Longer Looks: Ben Carson And Supplements; Fixing Chronic Fatigue; Mental Health
Each week, KHN's Shefali Luthra finds interesting reads from around the Web.
The Wall Street Journal:
Ben Carson Has Had Ties To Dietary Supplement Firm That Faced Legal Challenge
Faced with a prostate-cancer diagnosis more than a decade ago, Ben Carson, the Republican presidential hopeful and retired surgeon, consulted an unusual source: the medical director of a Texas company that sells nutritional supplements made of substances such as larch-tree bark and aloe vera extract. The company doctor “prescribed a regimen” of supplements, Mr. Carson told its sales associates in a 2004 speech. “Within about three weeks my symptoms went away, and I was really quite amazed,” he said to loud applause, according to a YouTube video of the event. (Mark Maremont, 10/5)
The Atlantic:
Share Your Doctor
It was like a bad sitcom: Everything Leo said, his wife Francine said the opposite. He went to the gym, he told me; not since Bush was President, she countered. They’d been going on like this since they entered the exam room. Leo and Francine regularly scheduled joint doctor’s appointments, but today was my first time seeing them—and one of my first times seeing two patients at once. ... the American Academy of Family Physicians estimates that around 10 percent of family physicians now give patients the option to share their appointments with people who have similar health issues. For doctors, the benefits are obvious: Shared appointments are efficient, allowing us to see more of our patients in a day. But shared appointments can be beneficial for patients, too, helping them to adopt healthy behaviors in a way that one-on-one visits don’t. (Ravi Parikh, 10/2)
The Washington Post:
I Put My Father In A Nursing Home At Age 98. Then I Brought Him Home.

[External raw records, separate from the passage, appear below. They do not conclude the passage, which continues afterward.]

use std::sync::Arc;

use async_trait::async_trait;
use tracing::instrument;
use uuid::Uuid;

use crate::{
    app_error::{AppError, AppResult},
    application::{
        ports::payment_gateway::AddBillingMethodRequest,
        use_cases::{gateway_router::GatewayRouter, ledger::LedgerUseCases},
    },
    domain::entities::{
        billing_method::BillingMethod,
        transaction::{NewTransaction, OrderStatus, TransactionType},
    },
    infra::crypto::SecretCipher,
};

#[async_trait]
pub trait BillingMethodRepo: Send + Sync {
    async fn find_primary_by_user(&self, user_id: Uuid) -> AppResult<Option<BillingMethod>>;
    async fn find_by_user_and_id(
        &self,
        user_id: Uuid,
        id: Uuid,
    ) -> AppResult<Option<BillingMethod>>;
    async fn count_active_for_user(&self, user_id: Uuid) -> AppResult<i64>;
    async fn save(&self, billing: &BillingMethod) -> AppResult<()>;
}

/// Stored payment method management: registration through a gateway adapter,
/// encrypted credential storage, and soft deletion.
#[derive(Clone)]
pub struct BillingMethodUseCases {
    billing_repo: Arc<dyn BillingMethodRepo>,
    ledger: Arc<LedgerUseCases>,
    router: Arc<GatewayRouter>,
    cipher: SecretCipher,
}

impl BillingMethodUseCases {
    pub fn new(
        billing_repo: Arc<dyn BillingMethodRepo>,
        ledger: Arc<LedgerUseCases>,
        router: Arc<GatewayRouter>,
        cipher: SecretCipher,
    ) -> Self {
        Self {
            billing_repo,
            ledger,
            router,
            cipher,
        }
    }

    #[instrument(skip(self, request))]
    pub async fn add(
        &self,
        user_id: Uuid,
        gateway: &str,
        request: AddBillingMethodRequest,
    ) -> AppResult<BillingMethod> {
        let adapter = self.router.resolve(gateway)?;
        let trace_id = Uuid::new_v4().to_string();

        let registered = adapter
            .add_billing_method(user_id, &trace_id, &request)
            .await?;

        let tx = self
            .ledger
            .record(NewTransaction {
                id: None,
                user_id,
                trace_id: trace_id.clone(),
                tx_type: TransactionType::BillingAddCard,
                gateway: gateway.to_string(),
                gateway_uid: registered.gateway_uid.clone(),
                gateway_payload: registered.payload.clone(),
                goods_id: None,
                subscription_id: None,
                coupon_ids: vec![],
                amount_cents: 0,
                order_status: OrderStatus::Paid,
                message: "billing method registered".into(),
                bank_transfer: None,
            })
            .await?;

        let is_primary = self.billing_repo.count_active_for_user(user_id).await? == 0;
        let billing = BillingMethod {
            id: Uuid::new_v4(),
            user_id,
            gateway: gateway.to_string(),
            secret_encrypted: Some(self.cipher.encrypt(&registered.secret)?),
            deleted: false,
            is_primary,
            transaction_id: Some(tx.id),
            created_at: None,
            updated_at: None,
        };
        self.billing_repo.save(&billing).await?;
        Ok(billing)
    }

    #[instrument(skip(self))]
    pub async fn remove(&self, user_id: Uuid, billing_id: Uuid) -> AppResult<()> {
        let mut billing = self
            .billing_repo
            .find_by_user_and_id(user_id, billing_id)
            .await?
            .ok_or(AppError::NotFound)?;
        if billing.deleted {
            return Err(AppError::Conflict("billing method already removed".into()));
        }

        let adapter = self.router.resolve_for(&billing)?;
        let trace_id = Uuid::new_v4().to_string();
        adapter
            .remove_billing_method(user_id, &trace_id, &billing)
            .await?;

        self.ledger
            .record(NewTransaction {
                id: None,
                user_id,
                trace_id,
                tx_type: TransactionType::BillingRemoveCard,
                gateway: billing.gateway.clone(),
                gateway_uid: format!("remove-{}", billing.id),
                gateway_payload: serde_json::json!({}),
                goods_id: None,
                subscription_id: None,
                coupon_ids: vec![],
                amount_cents: 0,
                order_status: OrderStatus::Paid,
                message: "billing method removed".into(),
                bank_transfer: None,
            })
            .await?;

        // Soft delete; the credential token is dropped, the row is kept for
        // the audit linkage.
        billing.deleted = true;
        billing.is_primary = false;
        billing.secret_encrypted = None;
        self.billing_repo.save(&billing).await
    }

    pub async fn primary_for(&self, user_id: Uuid) -> AppResult<BillingMethod> {
        self.billing_repo
            .find_primary_by_user(user_id)
            .await?
            .ok_or(AppError::NotFound)
    }
}

#[cfg(test)]
mod tests {
    use super::*;
    use crate::infra::dummy_gateway::DummyGateway;
    use crate::test_utils::mocks::{InMemoryBillingMethodRepo, InMemoryTransactionRepo};

    fn use_cases(
        billing_repo: Arc<InMemoryBillingMethodRepo>,
    ) -> (BillingMethodUseCases, Arc<LedgerUseCases>) {
        let ledger = Arc::new(LedgerUseCases::new(Arc::new(
            InMemoryTransactionRepo::new(),
        )));
        let router = Arc::new(GatewayRouter::new().register(Arc::new(DummyGateway::new())));
        (
            BillingMethodUseCases::new(
                billing_repo,
                ledger.clone(),
                router,
                SecretCipher::for_tests(),
            ),
            ledger,
        )
    }

    #[tokio::test]
    async fn first_method_becomes_primary_and_secret_is_encrypted() {
        let repo = Arc::new(InMemoryBillingMethodRepo::new());
        let (uc, ledger) = use_cases(repo.clone());
        let user_id = Uuid::new_v4();

        let billing = uc
            .add(
                user_id,
                "dummy",
                AddBillingMethodRequest {
                    credential: "tok_card".into(),
                },
            )
            .await
            .unwrap();

        assert!(billing.is_primary);
        let stored = billing.secret_encrypted.unwrap();
        assert!(!stored.contains("tok_card"));
        assert!(billing.transaction_id.is_some());

        let page = ledger.list_for_user(user_id, 1, 10).await.unwrap();
        assert_eq!(page.total, 1);
        assert_eq!(
            page.transactions[0].tx_type,
            TransactionType::BillingAddCard
        );

        let second = uc
            .add(
                user_id,
                "dummy",
                AddBillingMethodRequest {
                    credential: "tok_other".into(),
                },
            )
            .await
            .unwrap();
        assert!(!second.is_primary);
    }

    #[tokio::test]
    async fn remove_soft_deletes_and_clears_secret() {
        let repo = Arc::new(InMemoryBillingMethodRepo::new());
        let (uc, _) = use_cases(repo.clone());
        let user_id = Uuid::new_v4();

        let billing = uc
            .add(
                user_id,
                "dummy",
                AddBillingMethodRequest {
                    credential: "tok_card".into(),
                },
            )
            .await
            .unwrap();

        uc.remove(user_id, billing.id).await.unwrap();

        let stored = repo
            .find_by_user_and_id(user_id, billing.id)
            .await
            .unwrap()
            .unwrap();
        assert!(stored.deleted);
        assert!(stored.secret_encrypted.is_none());
        assert!(matches!(uc.primary_for(user_id).await, Err(AppError::NotFound)));

        // Removing twice is a conflict.
        assert!(matches!(
            uc.remove(user_id, billing.id).await,
            Err(AppError::Conflict(_))
        ));
    }
}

After three months, it was becoming apparent that the facility’s $250 daily rate was not sustainable. Like many middle-class people, Dad had saved too much money to qualify for Medicaid but not enough to pay for a good nursing home for any length of time. Medicaid would have kicked in once Dad depleted his life savings and liquidated his assets — perhaps including his home, which we owned jointly — but he deeply wanted to preserve my inheritance to help ease the burden of my own aging. He also had no long-term care insurance. I faced a harsh choice: Empty both of our nest eggs to pay for the facility or bring him home. (Ronna Edelstein, 10/5)
Vox:
This European Researcher Thinks Overeating Can Be Solved By Eating More Delicious Food
You're more likely to overindulge on an exquisite piece of chocolate cake than a bland cup of cottage cheese, right? Well, there's an emerging science that suggests the way we think about overeating is all wrong. People gorge not necessarily because food is delicious, the theory goes, but because food is flavorless. (Julia Belluz, 10/2)
The Washington Post:
With His Son Terribly Ill, A Top Scientist Takes On Chronic Fatigue Syndrome
Before he got sick, Whitney Dafoe was an award-winning photographer and a world traveler. He’d helped build a nunnery in India, ridden a motorcycle in the Himalayas and visited all 50 American states. ... But now, at 31, Whitney lies in bed in a darkened room in his parents’ home, unable to talk, walk or eat. He is fed intravenously and is barely able to tolerate light, sounds or being touched. ... The IOM report notes that doctors often lack understanding of the condition and are often skeptical that it is a true medical condition, believing instead that it’s partially or wholly psychological. Some may therefore be surprised that the illness is now a major research focus for one of the world’s leading biomedical scientists. That scientist, Ronald W. Davis, is Whitney Dafoe’s father. (Miriam Tucker, 10/5)
The Atlantic:
When A Genetic ID Card Is The Difference Between Life And Death
SJS/TEN is a disease of devastating irony. Most cases happen when people take drugs that are meant to improve their health and their bodies revolt in catastrophic fashion. These hypersensitivity reactions are rare. They are only triggered by certain drugs, and only in people with specific genetic variants in a cluster of immunity genes. And over the past decade, scientists have identified many of these ruinous drug-gene combinations. Which means that SJS/TEN should be almost entirely preventable. (Ed Yong, 10/5)
PBS NewsHour:
Ann Romney On Her Battle With Multiple Sclerosis And The Race For The White House
Ann Romney, wife of former governor and Republican presidential candidate Mitt Romney, had what appeared to be the perfect life. In her new memoir, "In This Together: My Story," she writes about what it was like grappling her identity after being diagnosed with multiple sclerosis. (10/6)
And a video clip and podcast that are worth your time -
Last Week Tonight:
Mental Health
John Oliver explains how our national system of treating mental health works, or more often than not, how it doesn’t. (10/4)
Planet Money:
Pay Patients, Save Money
We shop around when we get a plane ticket or buy a couch. But we spend thousands of dollars on health care without comparing prices. Today on the show: What happens if we pay patients when they choose the cheaper option?